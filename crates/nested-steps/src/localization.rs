//! Fluent-backed message catalogues for user-facing diagnostics.
//!
//! Every error the engine reports to a test author is rendered through the
//! catalogues embedded from `i18n/`. A process-wide loader serves English by
//! default; [`ScopedLocalization`] swaps the language for the current thread
//! only, which keeps parallel tests independent.

use std::cell::RefCell;
use std::sync::{LazyLock, RwLock};

use fluent::FluentArgs;
use i18n_embed::I18nEmbedError;
use i18n_embed::fluent::{FluentLanguageLoader, fluent_language_loader};
use rust_embed::RustEmbed;
use thiserror::Error;
use unic_langid::LanguageIdentifier;

/// Embedded Fluent resources shipped with the crate.
///
/// # Examples
/// ```
/// # use nested_steps::localization::Localizations;
/// # use i18n_embed::fluent::fluent_language_loader;
/// # use unic_langid::langid;
/// let loader = fluent_language_loader!();
/// let selected = i18n_embed::select(&loader, &Localizations, &[langid!("fr")])
///     .unwrap_or_else(|err| panic!("{err}"));
/// assert!(selected.contains(&langid!("fr")));
/// ```
#[derive(RustEmbed)]
#[folder = "i18n"]
pub struct Localizations;

static GLOBAL_LOADER: LazyLock<RwLock<FluentLanguageLoader>> = LazyLock::new(|| {
    let loader = load(&[unic_langid::langid!("en-US")])
        .unwrap_or_else(|error| panic!("embedded English catalogue must load: {error}"));
    RwLock::new(loader)
});

thread_local! {
    static SCOPED_LOADERS: RefCell<Vec<FluentLanguageLoader>> = const { RefCell::new(Vec::new()) };
}

/// Errors from localisation setup.
#[derive(Debug, Error)]
pub enum LocalizationError {
    /// The process-wide loader lock was poisoned.
    #[error("localization state is poisoned")]
    Poisoned,
    /// Loading or selecting Fluent resources failed.
    #[error("failed to load localization resources: {0}")]
    Loader(#[from] I18nEmbedError),
}

fn load(requested: &[LanguageIdentifier]) -> Result<FluentLanguageLoader, LocalizationError> {
    let loader = fluent_language_loader!();
    i18n_embed::select(&loader, &Localizations, requested)?;
    Ok(loader)
}

/// Guard that renders messages in the requested languages on the current
/// thread until dropped.
///
/// Guards nest: dropping the innermost one restores the previous selection.
#[must_use]
pub struct ScopedLocalization {
    _private: (),
}

impl ScopedLocalization {
    /// Activate `requested` for the current thread.
    ///
    /// # Errors
    ///
    /// Returns [`LocalizationError::Loader`] if the catalogues cannot be
    /// loaded for the requested languages.
    pub fn new(requested: &[LanguageIdentifier]) -> Result<Self, LocalizationError> {
        let loader = load(requested)?;
        SCOPED_LOADERS.with(|stack| stack.borrow_mut().push(loader));
        Ok(Self { _private: () })
    }
}

impl Drop for ScopedLocalization {
    fn drop(&mut self) {
        SCOPED_LOADERS.with(|stack| {
            stack.borrow_mut().pop();
        });
    }
}

/// Change the process-wide languages.
///
/// Threads holding a [`ScopedLocalization`] keep their own selection.
///
/// # Errors
///
/// Returns [`LocalizationError::Poisoned`] when the global lock is poisoned or
/// [`LocalizationError::Loader`] when resource selection fails.
pub fn set_languages(
    requested: &[LanguageIdentifier],
) -> Result<Vec<LanguageIdentifier>, LocalizationError> {
    let guard = GLOBAL_LOADER
        .write()
        .map_err(|_| LocalizationError::Poisoned)?;
    Ok(i18n_embed::select(&*guard, &Localizations, requested)?)
}

/// Languages used to render messages on the current thread, most preferred
/// first.
#[must_use]
pub fn active_languages() -> Vec<LanguageIdentifier> {
    with_loader(FluentLanguageLoader::current_languages)
}

/// Render a message without arguments.
///
/// # Examples
/// ```
/// # use nested_steps::localization;
/// assert_eq!(
///     localization::message("snippet-orphan-table"),
///     "a table row must follow a step"
/// );
/// ```
#[must_use]
pub fn message(id: &str) -> String {
    with_loader(|loader| loader.get(id))
}

/// Render a message with Fluent arguments supplied by `configure`.
///
/// Directional isolates around arguments are removed so the result can be
/// compared and searched as plain text.
///
/// # Examples
/// ```
/// # use nested_steps::localization;
/// let rendered = localization::message_with_args("step-error-failed", |args| {
///     args.set("message", "boom".to_string());
/// });
/// assert!(rendered.contains("boom"));
/// ```
#[must_use]
pub fn message_with_args<F>(id: &str, configure: F) -> String
where
    F: FnOnce(&mut FluentArgs<'static>),
{
    let mut args = FluentArgs::new();
    configure(&mut args);
    let rendered = with_loader(|loader| loader.get_args_fluent(id, Some(&args)));
    strip_directional_isolates(&rendered)
}

fn with_loader<R>(render: impl FnOnce(&FluentLanguageLoader) -> R) -> R {
    SCOPED_LOADERS.with(|stack| {
        let stack = stack.borrow();
        if let Some(loader) = stack.last() {
            return render(loader);
        }
        drop(stack);
        let guard = GLOBAL_LOADER
            .read()
            .unwrap_or_else(std::sync::PoisonError::into_inner);
        render(&guard)
    })
}

/// Remove the Unicode directional isolates Fluent places around arguments.
#[must_use]
pub fn strip_directional_isolates(text: &str) -> String {
    text.chars()
        .filter(|c| !matches!(*c, '\u{2066}'..='\u{2069}'))
        .collect()
}

/// Panic with a localised message resolved from a Fluent ID and key–value
/// arguments.
#[macro_export]
macro_rules! panic_localized {
    ($id:expr $(, $key:ident = $value:expr )* $(,)?) => {{
        let message = $crate::localization::message_with_args($id, |args| {
            $( args.set(stringify!($key), $value.to_string()); )*
        });
        panic!("{message}");
    }};
}
//! Turning multi-line snippets into ordered step records.
//!
//! [`SnippetParser`] understands a deliberately small dialect: keyword lines,
//! pipe-delimited tables and fenced doc strings, plus comments and an optional
//! `# language:` header. [`GherkinGrammar`] delegates to the full Gherkin
//! grammar instead. Both sit behind [`SnippetGrammar`] so the invoker does not
//! care which one it uses.

mod dialect;
mod docstring;
mod error;
mod gherkin_adapter;

use std::sync::LazyLock;

use log::{debug, warn};
use nested_steps_patterns::StepKeyword;

use crate::argument::RawArgument;
use crate::config;
use crate::table::parse_row;

pub use dialect::Dialect;
use docstring::Fence;
pub use error::{ParseErrorKind, SnippetParseError};
pub use gherkin_adapter::GherkinGrammar;

/// One step line of a snippet together with its attached argument.
#[derive(Debug, Clone, PartialEq, Eq)]
pub struct InvocationRecord {
    /// Step text with the keyword removed.
    pub text: String,
    /// Table or doc string written under the step.
    pub raw_argument: Option<RawArgument>,
    /// 1-based line of the step within the snippet.
    pub line_number: usize,
    /// Keyword the step was written with. Matching ignores it.
    pub keyword: StepKeyword,
}

/// Grammar used to split snippets into records.
pub trait SnippetGrammar {
    /// Parse `snippet` into records in source order.
    ///
    /// # Errors
    ///
    /// Returns [`SnippetParseError`] for the first malformed line; no partial
    /// result is produced.
    fn parse(&self, snippet: &str) -> Result<Vec<InvocationRecord>, SnippetParseError>;
}

/// The built-in line-oriented snippet grammar.
#[derive(Debug, Clone, Copy, PartialEq, Eq)]
pub struct SnippetParser {
    dialect: &'static Dialect,
}

static CONFIGURED: LazyLock<SnippetParser> = LazyLock::new(|| {
    let code = config::default_language();
    SnippetParser::for_language(&code).unwrap_or_else(|| {
        warn!("unknown default snippet language {code:?}; using English");
        SnippetParser::english()
    })
});

impl SnippetParser {
    /// A parser for English keywords.
    #[must_use]
    pub const fn english() -> Self {
        Self {
            dialect: Dialect::english(),
        }
    }

    /// A parser whose default dialect is `code`, if supported.
    #[must_use]
    pub fn for_language(code: &str) -> Option<Self> {
        Dialect::for_language(code).map(|dialect| Self { dialect })
    }

    /// The process-wide parser for the configured default language.
    #[must_use]
    pub fn configured() -> &'static Self {
        &CONFIGURED
    }

    /// Dialect used when a snippet has no `# language:` header.
    #[must_use]
    pub fn dialect(&self) -> &'static Dialect {
        self.dialect
    }
}

impl Default for SnippetParser {
    fn default() -> Self {
        *Self::configured()
    }
}

#[derive(Clone, Copy, PartialEq, Eq)]
enum Previous {
    Nothing,
    Step,
    Row,
    Block,
}

impl SnippetGrammar for SnippetParser {
    fn parse(&self, snippet: &str) -> Result<Vec<InvocationRecord>, SnippetParseError> {
        let mut dialect = self.dialect;
        let mut records: Vec<InvocationRecord> = Vec::new();
        let mut previous = Previous::Nothing;
        let mut lines = snippet.lines().enumerate().map(|(index, line)| (index + 1, line));

        while let Some((number, line)) = lines.next() {
            let trimmed = line.trim();
            if trimmed.is_empty() {
                continue;
            }
            if let Some(comment) = trimmed.strip_prefix('#') {
                if records.is_empty() {
                    if let Some(code) = language_header(comment) {
                        dialect = Dialect::for_language(code).ok_or_else(|| {
                            SnippetParseError::new(
                                number,
                                line,
                                ParseErrorKind::UnknownLanguage {
                                    language: code.to_owned(),
                                },
                            )
                        })?;
                    }
                }
                continue;
            }

            let fail = |kind| SnippetParseError::new(number, line, kind);

            if trimmed.starts_with('|') {
                let rows = attach_target(&mut records, previous, ParseErrorKind::OrphanTable)
                    .map_err(fail)?;
                let cells = parse_row(trimmed).ok_or_else(|| fail(ParseErrorKind::UnterminatedRow))?;
                push_row(rows, cells).map_err(fail)?;
                previous = Previous::Row;
                continue;
            }

            if let Some(fence) = Fence::open(line) {
                let record = match previous {
                    Previous::Step => records.last_mut(),
                    Previous::Nothing => None,
                    Previous::Row | Previous::Block => {
                        return Err(fail(ParseErrorKind::DuplicateArgument));
                    }
                }
                .ok_or_else(|| fail(ParseErrorKind::OrphanDocString))?;
                let block = fence
                    .read(lines.by_ref().map(|(_, inner)| inner))
                    .map_err(|fence| {
                        fail(ParseErrorKind::UnterminatedDocString {
                            fence: fence.marker().to_owned(),
                        })
                    })?;
                record.raw_argument = Some(block);
                previous = Previous::Block;
                continue;
            }

            let (keyword, rest) = dialect
                .split_keyword(trimmed)
                .ok_or_else(|| fail(ParseErrorKind::MissingKeyword))?;
            let text = rest.trim();
            if text.is_empty() {
                return Err(fail(ParseErrorKind::MissingStepText));
            }
            records.push(InvocationRecord {
                text: text.to_owned(),
                raw_argument: None,
                line_number: number,
                keyword,
            });
            previous = Previous::Step;
        }

        debug!(
            "parsed {} step(s) from snippet using dialect {}",
            records.len(),
            dialect.code()
        );
        Ok(records)
    }
}

fn language_header(comment: &str) -> Option<&str> {
    let (key, value) = comment.split_once(':')?;
    let value = value.trim();
    (key.trim() == "language" && !value.is_empty()).then_some(value)
}

/// Rows of the table a new row should join, starting one if needed.
fn attach_target(
    records: &mut [InvocationRecord],
    previous: Previous,
    orphan: ParseErrorKind,
) -> Result<&mut Vec<Vec<String>>, ParseErrorKind> {
    let record = match previous {
        Previous::Nothing => return Err(orphan),
        Previous::Block => return Err(ParseErrorKind::DuplicateArgument),
        Previous::Step | Previous::Row => records.last_mut().ok_or(orphan)?,
    };
    let argument = record
        .raw_argument
        .get_or_insert_with(|| RawArgument::Table { rows: Vec::new() });
    match argument {
        RawArgument::Table { rows } => Ok(rows),
        RawArgument::LiteralBlock { .. } => Err(ParseErrorKind::DuplicateArgument),
    }
}

fn push_row(rows: &mut Vec<Vec<String>>, cells: Vec<String>) -> Result<(), ParseErrorKind> {
    if let Some(first) = rows.first().filter(|first| first.len() != cells.len()) {
        return Err(ParseErrorKind::UnevenRow {
            expected: first.len(),
            actual: cells.len(),
        });
    }
    rows.push(cells);
    Ok(())
}
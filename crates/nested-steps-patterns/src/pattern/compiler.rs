//! Convert lexed tokens into an anchored regular-expression source.

use crate::errors::PatternError;
use crate::hint::TypeHint;

use super::lexer::{Token, lex_pattern};

/// Build the anchored regex source for a step pattern.
///
/// Returns the source together with the type hint of each capture group, in
/// order.
pub(super) fn build(pattern: &str) -> Result<(String, Vec<TypeHint>), PatternError> {
    let tokens = lex_pattern(pattern)?;
    let mut source = String::with_capacity(pattern.len().saturating_mul(2).saturating_add(2));
    let mut hints = Vec::new();
    source.push('^');
    for token in tokens {
        match token {
            Token::Literal(text) => source.push_str(&regex::escape(&text)),
            Token::Placeholder { hint, .. } => {
                source.push_str(hint.capture_group());
                hints.push(hint);
            }
        }
    }
    source.push('$');
    Ok((source, hints))
}

#[cfg(test)]
mod tests {
    use super::*;

    fn source(pattern: &str) -> String {
        match build(pattern) {
            Ok((source, _)) => source,
            Err(err) => panic!("pattern should compile: {err}"),
        }
    }

    #[test]
    fn escapes_literal_text() {
        assert_eq!(source("a (b) c?"), r"^a \(b\) c\?$");
    }

    #[test]
    fn emits_typed_groups() {
        assert_eq!(source("I have {count:u32} cukes"), r"^I have (\d+) cukes$");
    }

    #[test]
    fn records_hints_in_order() {
        let Ok((_, hints)) = build("{who:string} owes {amount:f64}") else {
            panic!("pattern should compile");
        };
        assert_eq!(hints, vec![TypeHint::Quoted, TypeHint::Float]);
    }
}
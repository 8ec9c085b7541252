//! Dispatch of single invocations and whole snippets.
//!
//! [`StepInvoker`] is a `Copy` bundle of shared references: the registry, the
//! snippet grammar and a [`MatchPolicy`]. It holds no state of its own, so a
//! callback can re-enter it through its [`StepContext`] to any depth.

use std::fmt;

use log::{debug, warn};

use crate::argument::{RawArgument, normalize};
use crate::call_site::CallSite;
use crate::config;
use crate::context::StepContext;
use crate::error::{StepError, UndefinedStep};
use crate::matcher::StepMatcher;
use crate::registry::StepRegistry;
use crate::snippet::{SnippetGrammar, SnippetParser};

/// What to do when several definitions match one invocation.
#[derive(Debug, Clone, Copy, Default, PartialEq, Eq)]
pub enum MatchPolicy {
    /// Run the first registered match.
    #[default]
    FirstMatch,
    /// Fail with [`StepError::Ambiguous`].
    RejectAmbiguous,
}

impl MatchPolicy {
    /// The policy selected by `NESTED_STEPS_STRICT_MATCHING` or its
    /// in-process override.
    #[must_use]
    pub fn configured() -> Self {
        if config::strict_matching() {
            Self::RejectAmbiguous
        } else {
            Self::FirstMatch
        }
    }
}

/// Resolves invocation text against a registry and runs the match.
#[derive(Clone, Copy)]
pub struct StepInvoker<'r> {
    registry: &'r dyn StepRegistry,
    grammar: &'r dyn SnippetGrammar,
    policy: MatchPolicy,
}

impl<'r> StepInvoker<'r> {
    /// An invoker over `registry` using the configured snippet language and
    /// match policy.
    #[must_use]
    pub fn new(registry: &'r dyn StepRegistry) -> Self {
        Self {
            registry,
            grammar: SnippetParser::configured(),
            policy: MatchPolicy::configured(),
        }
    }

    /// Replace the snippet grammar.
    #[must_use]
    pub fn with_grammar(self, grammar: &'r dyn SnippetGrammar) -> Self {
        Self { grammar, ..self }
    }

    /// Replace the match policy.
    #[must_use]
    pub fn with_policy(self, policy: MatchPolicy) -> Self {
        Self { policy, ..self }
    }

    /// The active match policy.
    #[must_use]
    pub fn policy(&self) -> MatchPolicy {
        self.policy
    }

    /// Run the step matching `text`.
    ///
    /// Only the first match runs, unless the policy rejects ambiguity. The
    /// callback's outcome is returned unchanged and panics unwind through.
    ///
    /// # Errors
    ///
    /// Returns [`StepError::Undefined`] when nothing matches,
    /// [`StepError::Ambiguous`] under [`MatchPolicy::RejectAmbiguous`], or the
    /// error returned by the callback.
    pub fn invoke_one(
        &self,
        ctx: &mut StepContext<'_>,
        text: &str,
        raw_argument: Option<RawArgument>,
        call_site: Option<CallSite>,
    ) -> Result<(), StepError> {
        let argument = normalize(raw_argument);
        let matches = StepMatcher::new(self.registry).find_matches(text);
        let Some((first, rest)) = matches.split_first() else {
            return Err(StepError::Undefined(UndefinedStep::new(text, call_site)));
        };
        if !rest.is_empty() {
            if self.policy == MatchPolicy::RejectAmbiguous {
                return Err(StepError::Ambiguous {
                    text: text.to_owned(),
                    patterns: matches
                        .iter()
                        .map(|candidate| candidate.definition().pattern().to_string())
                        .collect(),
                    call_site,
                });
            }
            let chosen = first.definition();
            warn!(
                "step {text:?} matches {} definitions; running '{}' from {}:{}",
                matches.len(),
                chosen.pattern(),
                chosen.file(),
                chosen.line()
            );
        }

        let mut frame = ctx.enter();
        let depth = frame.depth();
        debug!(
            "dispatching step {text:?} at depth {depth}{}",
            call_site.map_or_else(String::new, |site| format!(" from {site}"))
        );
        let result = first.invoke(frame.context(), text, &argument);
        drop(frame);
        if let Err(error) = &result {
            debug!(
                "step {text:?} failed at depth {depth}{}: {error}",
                call_site.map_or_else(String::new, |site| format!(" (invoked from {site})"))
            );
        }
        result
    }

    /// Parse `snippet` and run its steps in order, stopping at the first
    /// failure.
    ///
    /// # Errors
    ///
    /// Returns [`StepError::Parse`] before anything runs when the snippet is
    /// malformed, otherwise the first error from [`invoke_one`](Self::invoke_one).
    pub fn invoke_many(
        &self,
        ctx: &mut StepContext<'_>,
        snippet: &str,
        call_site: Option<CallSite>,
    ) -> Result<(), StepError> {
        let records = self.grammar.parse(snippet)?;
        records
            .into_iter()
            .try_for_each(|record| self.invoke_one(ctx, &record.text, record.raw_argument, call_site))
    }
}

impl fmt::Debug for StepInvoker<'_> {
    fn fmt(&self, f: &mut fmt::Formatter<'_>) -> fmt::Result {
        f.debug_struct("StepInvoker")
            .field("policy", &self.policy)
            .finish_non_exhaustive()
    }
}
————————
Task directions: The answer should be a single number: how many lines in the records contain "returned".

Response to the task: 2